In this integrity breach aimed at an AI system, scholars managed to deceive AIOps tools:
AIOps pertains to the application of LLM-based agents to collect and evaluate application telemetry, encompassing system logs, performance metrics, traces, and alerts, to identify issues and subsequently propose or execute corrective measures. Entities such as Cisco have implemented AIOps within a conversational interface that administrators can utilize to inquire about system performance. Certain AIOps tools have the capability to react to these inquiries by automatically enacting solutions or recommending scripts to tackle the problems.
Nevertheless, these agents can be misled by fraudulent analytics data into making detrimental remedial choices, including reverting an installed package to a susceptible version.
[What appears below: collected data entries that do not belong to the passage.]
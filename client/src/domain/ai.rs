//! Definitions of AI-generated content.

use derive_more::{AsRef, Display, From, Into};
use serde::{Deserialize, Deserializer, Serialize};

use crate::domain::movie;

/// Free-form description of a movie plot to guess the movie by.
#[derive(AsRef, Clone, Debug, Display, Eq, PartialEq, Serialize)]
#[as_ref(str)]
#[serde(transparent)]
pub struct PlotDescription(String);

impl PlotDescription {
    /// Minimal number of meaningful characters in a [`PlotDescription`].
    pub const MIN_LEN: usize = 10;

    /// Creates a new [`PlotDescription`] if the given `plot` is long
    /// enough.
    #[must_use]
    pub fn new(plot: impl Into<String>) -> Option<Self> {
        let plot = plot.into();
        (plot.trim().chars().count() >= Self::MIN_LEN).then_some(Self(plot))
    }
}

/// Guess of a movie by its [`PlotDescription`].
#[derive(Clone, Debug, Deserialize, PartialEq, Serialize)]
pub struct Guess {
    /// Title of the guessed movie.
    pub movie_title: String,

    /// Release year of the guessed movie.
    #[serde(default)]
    pub release_year: Option<String>,

    /// Confidence of this [`Guess`] in percents.
    pub confidence: u8,

    /// Reasoning behind this [`Guess`].
    pub explanation: String,

    /// URL of the guessed movie poster.
    #[serde(default)]
    pub movie_image: Option<String>,

    /// Less confident [`AlternativeGuess`]es.
    #[serde(default, deserialize_with = "skip_malformed")]
    pub alternative_guesses: Vec<AlternativeGuess>,
}

/// Alternative to the main [`Guess`].
#[derive(Clone, Debug, Deserialize, Eq, PartialEq, Serialize)]
pub struct AlternativeGuess {
    /// Title of the movie.
    pub title: String,

    /// Release year of the movie.
    #[serde(default)]
    pub year: Option<String>,

    /// Confidence of this [`AlternativeGuess`] in percents.
    #[serde(default)]
    pub confidence: Option<u8>,
}

/// Set of trivia questions about a movie.
#[derive(Clone, Debug, Deserialize, Eq, PartialEq, Serialize)]
pub struct Trivia {
    /// Title of the movie.
    pub movie_title: String,

    /// [`Question`]s about the movie.
    #[serde(default)]
    pub questions: Vec<Question>,
}

/// Multiple-choice trivia question.
#[derive(Clone, Debug, Deserialize, Eq, PartialEq, Serialize)]
pub struct Question {
    /// Text of this [`Question`].
    pub question: String,

    /// Possible answers to this [`Question`].
    pub answers: Vec<String>,

    /// Index of the correct answer in the `answers`.
    pub correct_answer_index: usize,

    /// Explanation of the correct answer.
    pub explanation: String,
}

impl Question {
    /// Returns the correct answer to this [`Question`], if its index is in
    /// range.
    #[must_use]
    pub fn correct_answer(&self) -> Option<&str> {
        self.answers.get(self.correct_answer_index).map(String::as_str)
    }
}

/// [`Question`] saved into the backend storage.
#[derive(Clone, Debug, Deserialize, PartialEq, Serialize)]
pub struct StoredQuestion {
    /// ID of this [`StoredQuestion`].
    pub id: QuestionId,

    /// Movie this [`StoredQuestion`] is about.
    pub movie: movie::Stored,

    /// The [`Question`] itself.
    #[serde(flatten)]
    pub entry: Question,
}

/// ID of a [`StoredQuestion`].
#[derive(
    Clone,
    Copy,
    Debug,
    Deserialize,
    Display,
    Eq,
    From,
    Hash,
    Into,
    PartialEq,
    Serialize,
)]
#[serde(transparent)]
pub struct QuestionId(u64);

/// Deserializes a list, skipping the items of unexpected shape.
fn skip_malformed<'de, D, T>(deserializer: D) -> Result<Vec<T>, D::Error>
where
    D: Deserializer<'de>,
    T: serde::de::DeserializeOwned,
{
    Ok(Option::<Vec<serde_json::Value>>::deserialize(deserializer)?
        .unwrap_or_default()
        .into_iter()
        .filter_map(|v| serde_json::from_value(v).ok())
        .collect())
}
//! Client of the movie discovery API, keeping the session of its user.
//!
//! List of available Cargo features:
#![doc = document_features::document_features!()]
#![deny(
    nonstandard_style,
    rust_2018_idioms,
    rustdoc::all,
    trivial_casts,
    trivial_numeric_casts,
    unsafe_code
)]
#![forbid(non_ascii_idents)]
#![warn(
    clippy::allow_attributes,
    clippy::allow_attributes_without_reason,
    clippy::pedantic,
    clippy::wildcard_enum_match_arm,
    deprecated_in_future,
    missing_copy_implementations,
    missing_debug_implementations,
    missing_docs,
    unreachable_pub,
    unused_crate_dependencies,
    unused_import_braces,
    unused_labels,
    unused_lifetimes,
    unused_qualifications,
    unused_results
)]

pub mod command;
pub mod domain;
pub mod failure;
pub mod infra;
pub mod query;
pub mod read;

use std::sync::{atomic::AtomicBool, Arc};

use common::operations::Perform;
use serde::de::DeserializeOwned;
use smart_default::SmartDefault;
use tracerr::Traced;
use tracing as log;

use self::{
    failure::Kind,
    infra::{
        gateway::{self, Request, Response},
        storage, Gateway, SessionStore,
    },
};

pub use self::{command::Command, failure::Failure, query::Query};

/// [`Client`] configuration.
#[derive(Clone, Copy, Debug, SmartDefault)]
pub struct Config {
    /// Maximum number of movies picked by [`query::ForYou`].
    #[default(10)]
    pub for_you_limit: usize,
}

/// Client of the movie discovery API.
///
/// Clones share the same [`SessionStore`] and authentication guard.
#[derive(Clone, Debug)]
pub struct Client<Gw, St> {
    /// Configuration of this [`Client`].
    config: Config,

    /// [`Gateway`] of this [`Client`].
    gateway: Gw,

    /// [`SessionStore`] of this [`Client`].
    sessions: SessionStore<St>,

    /// Indicator whether an authentication is in progress.
    authenticating: Arc<AtomicBool>,
}

impl<Gw, St> Client<Gw, St> {
    /// Creates a new [`Client`] with the provided parameters.
    #[must_use]
    pub fn new(config: Config, gateway: Gw, storage: St) -> Self {
        Self {
            config,
            gateway,
            sessions: SessionStore::new(storage),
            authenticating: Arc::new(AtomicBool::new(false)),
        }
    }

    /// Returns [`Config`] of this [`Client`].
    #[must_use]
    pub fn config(&self) -> &Config {
        &self.config
    }

    /// Returns [`Gateway`] of this [`Client`].
    #[must_use]
    pub fn gateway(&self) -> &Gw {
        &self.gateway
    }

    /// Returns [`SessionStore`] of this [`Client`].
    #[must_use]
    pub fn session_store(&self) -> &SessionStore<St> {
        &self.sessions
    }
}

impl<Gw, St> Client<Gw, St>
where
    Gw: Gateway<Perform<Request>, Ok = Response, Err = Traced<gateway::Error>>,
    St: storage::Backend,
{
    /// Sends the provided [`Request`] on behalf of the current session.
    async fn send(&self, request: Request) -> Result<Response, Traced<Failure>> {
        let request = request.authorized(self.sessions.token().await);
        let method = request.method.clone();
        let path = request.path.clone();

        self.gateway
            .execute(Perform(request))
            .await
            .map_err(tracerr::map_from_and_wrap!(=> Failure))
            .inspect_err(|e| {
                let failure = e.as_ref();
                match failure.kind {
                    Kind::Network | Kind::Server | Kind::Decode => {
                        log::error!("`{method} {path}` failed: {failure}");
                    }
                    Kind::InvalidRequest
                    | Kind::BadRequest
                    | Kind::Unauthorized
                    | Kind::Forbidden
                    | Kind::NotFound => {
                        log::warn!("`{method} {path}` failed: {failure}");
                    }
                }
            })
    }

    /// Sends the provided [`Request`] and decodes its JSON response.
    async fn fetch<T: DeserializeOwned>(
        &self,
        request: Request,
    ) -> Result<T, Traced<Failure>> {
        let method = request.method.clone();
        let path = request.path.clone();

        let response = self.send(request).await.map_err(tracerr::wrap!())?;
        response.json().map_err(|e| {
            let failure = Failure::decode(&e);
            log::error!("`{method} {path}` failed: {failure}");
            tracerr::new!(failure)
        })
    }
}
The document: “When AIOps Become “AI Oops”: Subverting LLM-driven IT Operations via Telemetry Manipulation“:
Summary: AI for IT Operations (AIOps) is revolutionizing how organizations oversee complex software ecosystems by automating anomaly detection, incident diagnosis, and remediation. Contemporary AIOps solutions increasingly depend on autonomous LLM-based agents to decipher telemetry data and execute corrective measures with minimal human intervention, promising quicker response times and operational cost reductions.
In this research, we conduct the initial security evaluation of AIOps solutions, revealing that once again, AI-driven automation incurs significant security risks. We illustrate how adversaries can manipulate system telemetry to mislead AIOps agents into taking actions that undermine the integrity of the infrastructure they oversee. We introduce methods to reliably inject telemetry data through error-inducing requests that affect agent actions using a technique of adversarial reward-hacking; plausible yet erroneous interpretations of system errors that guide the agent’s decision-making. Our attack method, AIOpsDoom, is fully automated—merging reconnaissance, fuzzing, and LLM-driven adversarial input creation—and functions without any preceding knowledge of the target system.
To mitigate this threat, we suggest AIOpsShield, a defense strategy that sanitizes telemetry data by leveraging its structured nature and the limited role of user-generated content. Our tests demonstrate that AIOpsShield effectively prevents telemetry-based attacks without compromising the standard performance of agents.
Ultimately, this study unveils AIOps as a burgeoning attack vector for system infringement and emphasizes the urgent necessity for security-conscious AIOps design.